OpenVPN client: possible bug

Post new topic   Reply to topic    DD-WRT Forum Index -> Atheros WiSOC based Hardware
Author Message
gridrun
DD-WRT Novice


Joined: 29 Oct 2011
Posts: 24

PostPosted: Mon Mar 12, 2012 7:36    Post subject: OpenVPN client: possible bug Reply with quote
Router: TL-WR1043ND
Firmware: DD-WRT v24-sp2 (r18024)

When configuring the openvpn client with LZO compression disabled, the dd-wrt GUI writes

Quote:

comp-lzo no


to it's config. This is incorrect and causes problems on servers that have LZO compression disabled. Communication will not be possible, and server logs will contain messages "unknown IP protocol version=15".

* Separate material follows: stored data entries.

//! Same-process, origin-scoped message channel of one browsing context.

use std::fmt;
use std::sync::Arc;

use serde_json::Value;
use tokio::sync::broadcast;
use uuid::Uuid;

use crate::window::document::PageDocument;

const EVENT_BUFFER: usize = 256;

/// Identity of a window; stands in for `event.source`.
#[derive(Debug, Clone, Copy, PartialEq, Eq, Hash)]
pub struct WindowId(Uuid);

impl WindowId {
    pub fn new() -> Self {
        Self(Uuid::new_v4())
    }
}

impl Default for WindowId {
    fn default() -> Self {
        Self::new()
    }
}

impl fmt::Display for WindowId {
    fn fmt(&self, f: &mut fmt::Formatter<'_>) -> fmt::Result {
        write!(f, "window-{}", self.0)
    }
}

/// A delivered `message` event.
#[derive(Debug, Clone, PartialEq)]
pub struct MessageEvent {
    pub origin: String,
    pub source: WindowId,
    pub data: Value,
}

struct WindowInner {
    id: WindowId,
    origin: String,
    document: Arc<dyn PageDocument>,
    events: broadcast::Sender<MessageEvent>,
}

/// A browsing context: its origin, its document and its message bus.
///
/// Cloning shares the same window.
#[derive(Clone)]
pub struct Window {
    inner: Arc<WindowInner>,
}

impl Window {
    pub fn new(origin: impl Into<String>, document: Arc<dyn PageDocument>) -> Self {
        let (events, _) = broadcast::channel(EVENT_BUFFER);
        Self {
            inner: Arc::new(WindowInner {
                id: WindowId::new(),
                origin: origin.into(),
                document,
                events,
            }),
        }
    }

    pub fn id(&self) -> WindowId {
        self.inner.id
    }

    /// `window.location.origin`.
    pub fn origin(&self) -> &str {
        &self.inner.origin
    }

    pub fn document(&self) -> Arc<dyn PageDocument> {
        self.inner.document.clone()
    }

    /// `window.postMessage(data, targetOrigin)` from this window to itself.
    ///
    /// Returns false when `target_origin` does not match, in which case the
    /// message is silently discarded.
    pub fn post_message(&self, data: Value, target_origin: &str) -> bool {
        if target_origin != "*" && target_origin != self.inner.origin {
            tracing::trace!(target_origin, "postMessage discarded: origin mismatch");
            return false;
        }
        self.dispatch(MessageEvent {
            origin: self.inner.origin.clone(),
            source: self.inner.id,
            data,
        });
        true
    }

    /// Deliver an event as-is, e.g. one posted by another frame.
    pub fn dispatch(&self, event: MessageEvent) {
        // No listeners is not an error.
        let _ = self.inner.events.send(event);
    }

    /// `addEventListener("message", ...)`.
    pub fn subscribe(&self) -> broadcast::Receiver<MessageEvent> {
        self.inner.events.subscribe()
    }
}

impl fmt::Debug for Window {
    fn fmt(&self, f: &mut fmt::Formatter<'_>) -> fmt::Result {
        f.debug_struct("Window")
            .field("id", &self.inner.id)
            .field("origin", &self.inner.origin)
            .finish()
    }
}

#[cfg(test)]
mod tests {
    use super::*;
    use crate::window::document::StaticDocument;
    use serde_json::json;

    fn window() -> Window {
        Window::new("https://dapp.example", Arc::new(StaticDocument::new("Dapp")))
    }

    #[tokio::test]
    async fn test_post_message_delivers_with_source() {
        let window = window();
        let mut rx = window.subscribe();
        assert!(window.post_message(json!({ "a": 1 }), "https://dapp.example"));

        let event = rx.recv().await.unwrap();
        assert_eq!(event.origin, "https://dapp.example");
        assert_eq!(event.source, window.id());
        assert_eq!(event.data, json!({ "a": 1 }));
    }

    #[tokio::test]
    async fn test_post_message_wrong_target_origin() {
        let window = window();
        let mut rx = window.subscribe();
        assert!(!window.post_message(json!(1), "https://evil.example"));
        assert!(rx.try_recv().is_err());
    }

    #[tokio::test]
    async fn test_dispatch_foreign_event() {
        let window = window();
        let mut rx = window.subscribe();
        let stranger = WindowId::new();
        window.dispatch(MessageEvent {
            origin: "https://evil.example".into(),
            source: stranger,
            data: json!(null),
        });
        assert_eq!(rx.recv().await.unwrap().source, stranger);
    }
}
impl WalletHost {
    /// Returns the host and the stream of prompts for the UI layer.
    pub fn new(
        config: HostConfig,
        wallet: WalletConfig,
        permissions: Arc<dyn PermissionAuthority>,
        signer: Arc<dyn Signer>,
    ) -> (Self, mpsc::UnboundedReceiver<DecisionPrompt>) {
        let (prompts, prompts_rx) = mpsc::unbounded_channel();
        let active_chain = AtomicU64::new(wallet.chain_id);
        let host = Self {
            inner: Arc::new(HostInner {
                config,
                permissions,
                signer,
                wallet: ArcSwap::from_pointee(wallet),
                active_chain,
                pending: PendingRegistry::default(),
                freshness: DashMap::new(),
                ports: DashMap::new(),
                prompts,
            }),
        };
        (host, prompts_rx)
    }

    /// An in-process connector that attaches ports to this host.
    pub fn connector(&self) -> LocalConnector {
        LocalConnector { host: self.clone() }
    }

    pub fn permissions(&self) -> &Arc<dyn PermissionAuthority> {
        &self.inner.permissions
    }

    // ---- ports ----

    /// Take ownership of the host end of a fresh port and serve it.
    pub fn attach(&self, end: HostEnd) {
        let HostEnd {
            id,
            info,
            inbound,
            outbound,
        } = end;

        let responder = Responder::port(id, &outbound);
        self.inner.ports.insert(
            id,
            PortEntry {
                origin: info.origin.clone(),
                tx: outbound,
            },
        );
        tracing::info!(port = %id, origin = %info.origin, name = %info.name, "Port attached");

        let host = self.clone();
        tokio::spawn(host.serve_port(id, info.origin, inbound, responder));
    }

    async fn serve_port(
        self,
        id: PortId,
        origin: String,
        mut inbound: mpsc::UnboundedReceiver<Envelope>,
        responder: Responder,
    ) {
        while let Some(envelope) = inbound.recv().await {
            self.handle_envelope(&origin, envelope, &responder);
        }
        self.inner.ports.remove(&id);
        tracing::info!(port = %id, origin = %origin, "Port closed by relay");
        self.drop_pending(&ChannelId::Port(id));
    }

    /// Drop the host side of a port; the relay observes a disconnect.
    pub fn disconnect(&self, port: PortId) -> bool {
        let removed = self.inner.ports.remove(&port).is_some();
        if removed {
            tracing::info!(port = %port, "Port disconnected by host");
            self.drop_pending(&ChannelId::Port(port));
        }
        removed
    }

    /// Forget the decisions parked on a channel that closed. Nothing is sent;
    /// the channel has no one left to answer.
    pub fn drop_pending(&self, channel: &ChannelId) -> usize {
        let dropped = self.inner.pending.drain_channel(channel);
        for key in &dropped {
            tracing::info!(key = %key, "Pending decision dropped: channel closed");
        }
        if !dropped.is_empty() {
            metrics::set_pending(self.inner.pending.len());
        }
        dropped.len()
    }

    pub fn disconnect_all(&self) {
        let ids: Vec<PortId> = self.inner.ports.iter().map(|entry| *entry.key()).collect();
        for id in ids {
            self.disconnect(id);
        }
    }

    pub fn port_ids(&self) -> Vec<PortId> {
        self.inner.ports.iter().map(|entry| *entry.key()).collect()
    }

    // ---- freshness ----

    pub(crate) fn record_health_check(&self, origin: &str) {
        self.inner
            .freshness
            .insert(origin.to_string(), Instant::now());
    }

    /// Whether a health check from `origin` arrived within `max_age`.
    pub fn is_fresh(&self, origin: &str, max_age: Duration) -> bool {
        self.inner
            .freshness
            .get(origin)
            .is_some_and(|seen| seen.elapsed() <= max_age)
    }

    /// [`is_fresh`](Self::is_fresh) with the configured window.
    pub fn is_live(&self, origin: &str) -> bool {
        self.is_fresh(origin, self.inner.config.freshness_window())
    }

    // ---- wallet configuration ----

    pub fn wallet_config(&self) -> Arc<WalletConfig> {
        self.inner.wallet.load_full()
    }

    pub fn active_chain(&self) -> u64 {
        self.inner.active_chain.load(Ordering::SeqCst)
    }

    pub(crate) fn active_chain_config(&self) -> Option<ChainConfig> {
        self.inner.wallet.load().chain(self.active_chain()).cloned()
    }

    /// The value pushed to pages as `wallet_configChanged`.
    pub fn config_view(&self) -> Value {
        let wallet = self.inner.wallet.load();
        json!({
            "chainId": format!("0x{:x}", self.active_chain()),
            "chains": wallet
                .chains
                .iter()
                .map(|chain| json!({
                    "chainId": format!("0x{:x}", chain.chain_id),
                    "name": chain.name,
                    "rpcUrl": chain.rpc_url,
                }))
                .collect::<Vec<_>>(),
        })
    }

    /// Swap in a new wallet section and push it to every connected page.
    pub fn update_wallet_config(&self, wallet: WalletConfig) {
        if wallet.chain(self.active_chain()).is_none() {
            self.inner
                .active_chain
                .store(wallet.chain_id, Ordering::SeqCst);
        }
        self.inner.wallet.store(Arc::new(wallet));
        tracing::info!(chain_id = self.active_chain(), "Wallet configuration updated");
        self.broadcast_config();
    }

    pub(crate) fn switch_chain(&self, chain_id: u64) -> bool {
        if self.inner.wallet.load().chain(chain_id).is_none() {
            return false;
        }
        let previous = self.inner.active_chain.swap(chain_id, Ordering::SeqCst);
        if previous != chain_id {
            tracing::info!(from = previous, to = chain_id, "Active chain switched");
            self.broadcast_config();
        }
        true
    }

    pub(crate) fn add_chain(&self, chain: ChainConfig) {
        self.inner.wallet.rcu(|current| {
            let mut next = WalletConfig::clone(current);
            if next.chain(chain.chain_id).is_none() {
                next.chains.push(chain.clone());
            }
            next
        });
        tracing::info!(chain_id = chain.chain_id, name = %chain.name, "Chain added");
        self.broadcast_config();
    }

    fn broadcast_config(&self) {
        let notification = Notification::config_changed(self.config_view());
        for entry in self.inner.ports.iter() {
            if entry
                .tx
                .send(HostMessage::Notification(notification.clone()))
                .is_err()
            {
                tracing::debug!(port = %entry.key(), origin = %entry.origin, "Config push dropped");
            }
        }
    }

    // ---- decisions ----

    /// Park a request and surface the prompt. Returns a response only when
    /// the request could not be parked.
    pub(crate) fn park(
        &self,
        responder: &Responder,
        subject: &str,
        id: RequestId,
        kind: PromptKind,
    ) -> Option<JsonRpcResponse> {
        let key = PendingKey {
            channel: responder.channel(),
            id: id.clone(),
        };
        let prompt = DecisionPrompt {
            key: key.clone(),
            subject: subject.to_string(),
            kind,
        };

        let Some(seq) = self.inner.pending.insert(prompt.clone(), responder.clone()) else {
            tracing::warn!(key = %key, "Duplicate in-flight request id");
            return Some(JsonRpcResponse::failure(
                id,
                RpcError::with_message(ErrorCode::InvalidRequest, "duplicate request id"),
            ));
        };
        metrics::set_pending(self.inner.pending.len());
        tracing::info!(key = %key, subject, "Awaiting user decision");

        if self.inner.prompts.send(prompt).is_err() {
            tracing::warn!(key = %key, "No prompt listener; request stays pending");
        }

        if let Some(timeout) = self.inner.config.decision_timeout() {
            let host = self.clone();
            tokio::spawn(async move {
                time::sleep(timeout).await;
                if let Some(entry) = host.inner.pending.take_if_seq(&key, seq) {
                    tracing::info!(key = %key, "Decision timed out");
                    host.finish_rejected(entry);
                }
            });
        }
        None
    }

    pub fn pending(&self) -> Vec<DecisionPrompt> {
        self.inner.pending.list()
    }

    fn take(&self, key: &PendingKey) -> Result<PendingEntry, HostError> {
        let entry = self
            .inner
            .pending
            .take(key)
            .ok_or_else(|| HostError::UnknownRequest(key.clone()))?;
        metrics::set_pending(self.inner.pending.len());
        Ok(entry)
    }

    fn finish_rejected(&self, entry: PendingEntry) {
        metrics::set_pending(self.inner.pending.len());
        entry
            .responder
            .respond(translator::reject(entry.prompt.key.id.clone()));
    }

    /// Approve a pending request.
    ///
    /// For signing prompts `payload` is the signed result; when absent the
    /// host signer produces it. For connect prompts `payload` may list the
    /// accounts to expose.
    pub async fn approve(&self, key: &PendingKey, payload: Option<Value>) -> Result<(), HostError> {
        let entry = self.take(key)?;
        if !entry.responder.is_open() {
            tracing::warn!(key = %key, "Approval for a closed channel; dropping");
            return Err(HostError::ChannelClosed(key.channel.clone()));
        }

        let id = key.id.clone();
        let subject = entry.prompt.subject.clone();
        let kind = entry.prompt.kind.clone();

        let response = match &kind {
            PromptKind::Sign { request } => match payload {
                Some(payload) => request.approve(payload)?,
                None => self.sign(request).await,
            },
            PromptKind::Connect { method, .. } => {
                let accounts = match payload {
                    Some(value) => match parse_accounts(value) {
                        Ok(accounts) => accounts,
                        Err(e) => {
                            self.inner.pending.restore(entry);
                            metrics::set_pending(self.inner.pending.len());
                            return Err(e);
                        }
                    },
                    None => self.inner.signer.accounts(),
                };
                self.inner
                    .permissions
                    .grant(&subject, Grant::accounts(accounts));
                JsonRpcResponse::success(id, self.connect_result(method, &subject))
            }
            PromptKind::AddChain { chain, .. } => {
                self.add_chain(chain.clone());
                JsonRpcResponse::success(id, Value::Null)
            }
        };

        tracing::info!(key = %key, error = response.is_error(), "Request approved");
        entry.responder.respond(response);
        Ok(())
    }

    async fn sign(&self, request: &translator::TranslatedRequest) -> JsonRpcResponse {
        let Some(chain) = self.active_chain_config() else {
            return translator::fail(
                request.id.clone(),
                RpcError::chain_not_recognized(),
            );
        };
        match self.inner.signer.sign(request, &chain).await {
            Ok(payload) => match request.approve(payload) {
                Ok(response) => response,
                Err(e) => translator::fail(request.id.clone(), e),
            },
            Err(e) => {
                tracing::warn!(id = %request.id, method = %request.method, error = %e, "Signer failed");
                translator::fail(request.id.clone(), e)
            }
        }
    }

    /// The user declined.
    pub fn reject(&self, key: &PendingKey) -> Result<(), HostError> {
        let entry = self.take(key)?;
        tracing::info!(key = %key, "Request rejected");
        self.finish_rejected(entry);
        Ok(())
    }

    /// The prompt was closed without a decision. Resolves as a rejection.
    pub fn dismiss(&self, key: &PendingKey) -> Result<(), HostError> {
        let entry = self.take(key)?;
        tracing::info!(key = %key, "Request dismissed");
        self.finish_rejected(entry);
        Ok(())
    }

    pub(crate) fn connect_result(&self, method: &Method, subject: &str) -> Value {
        let accounts: Vec<String> = self
            .inner
            .permissions
            .accounts(subject)
            .iter()
            .map(Address::to_string)
            .collect();
        match method {
            Method::RequestPermissions => json!([{
                "parentCapability": "eth_accounts",
                "caveats": [{ "type": "restrictReturnedAccounts", "value": accounts }],
            }]),
            _ => json!(accounts),
        }
    }

    pub fn status(&self) -> HostStatus {
        let mut fresh_origins: Vec<String> = self
            .inner
            .freshness
            .iter()
            .filter(|entry| entry.value().elapsed() <= self.inner.config.freshness_window())
            .map(|entry| entry.key().clone())
            .collect();
        fresh_origins.sort();

        HostStatus {
            ports: self.inner.ports.len(),
            pending: self.inner.pending.len(),
            chain_id: self.active_chain(),
            connected_subjects: self.inner.permissions.snapshot().len(),
            fresh_origins,
        }
    }
}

Proper procedure for the GUI would be to not include the comp-lzo directive, when compression is disabled.

I believe this behaviour to be a bug. After a failed attempt to hack the part(s) of DDWRT that create /tmp/openvpncl/openvpn.conf, I resorted to a dirty hack using sed and some scripting:

*** Startup ***

#!/bin/sh
#openvpn comp-lzo workaround script (Startup)
echo '#!/bin/sh' > /tmp/etc/fixovpn.sh
echo 'cd /tmp/openvpncl/' >> /tmp/etc/fixovpn.sh
echo 'sed "/$comp-lzo/d" openvpn.conf > openvpn.tmp' >> /tmp/etc/fixovpn.sh
echo 'mv openvpn.tmp openvpn.conf' >> /tmp/etc/fixovpn.sh
echo 'killall openvpn' >> /tmp/etc/fixovpn.sh
echo 'sleep 1' >> /tmp/etc/fixovpn.sh
echo '/usr/sbin/openvpn --config /tmp/openvpncl/openvpn.conf' >> /tmp/etc/fixovpn.sh
chmod ugo+x /tmp/etc/fixovpn.sh


*** Firewall ***

#!/bin/sh
#openvpn comp-lzo workaround script (Firewall)
/tmp/etc/fixovpn.sh
iptables -t nat -A POSTROUTING -o tun1 -j MASQUERADE
echo 'VPNfix applied.' > /tmp/etc/fixed


Not very elegant. Maybe there's a better way to fix this?

cheers
grid
Sponsor
gridrun
DD-WRT Novice


Joined: 29 Oct 2011
Posts: 24

PostPosted: Tue Mar 13, 2012 4:54    Post subject: Reply with quote
In case somebody (Brainslayer?) fixes this: could the openVPN GUI be updated to include textboxes for up and down config directives? I envision the textboxes to contain the path to the respective script.

Thankies! Very Happy
checho
DD-WRT Guru


Joined: 27 Feb 2007
Posts: 527
Location: Bulgaria

PostPosted: Tue Mar 13, 2012 6:02    Post subject: Reply with quote
report here -> http://svn.dd-wrt.com:8000/report

The forum is not a bugtracker. The opposite is also true.
Sash
DD-WRT Guru


Joined: 20 Sep 2006
Posts: 17619
Location: Hesse/Germany

PostPosted: Tue Mar 13, 2012 10:55    Post subject: Reply with quote
gridrun wrote:
In case somebody (Brainslayer?) fixes this: could the openVPN GUI be updated to include textboxes for up and down config directives? I envision the textboxes to contain the path to the respective script.

Thankies! Very Happy


no. use daemon mode and scripts

_________________
Forum Guidelines...How to get help
&
Forum Rules
&
RTFM/STFW
&
Throw some buzzwords into the WIKI search Exclamation
_________________
I'm NOT rude, just offer pure facts!
_________________
Atheros (TP-Link & Clones, etc ) debrick service in EU
_________________
Guide on HowTo be Safe, Secure and Protect Your Online Anonymity!
Sash
DD-WRT Guru


Joined: 20 Sep 2006
Posts: 17619
Location: Hesse/Germany

PostPosted: Tue Mar 13, 2012 10:58    Post subject: Re: OpenVPN client: possible bug Reply with quote
gridrun wrote:
Router: TL-WR1043ND
Firmware: DD-WRT v24-sp2 (r18024)

When configuring the openvpn client with LZO compression disabled, the dd-wrt GUI writes

Quote:

comp-lzo no


to it's config. This is incorrect and causes problems on servers that have LZO compression disabled. Communication will not be possible, and server logs will contain messages "unknown IP protocol version=15".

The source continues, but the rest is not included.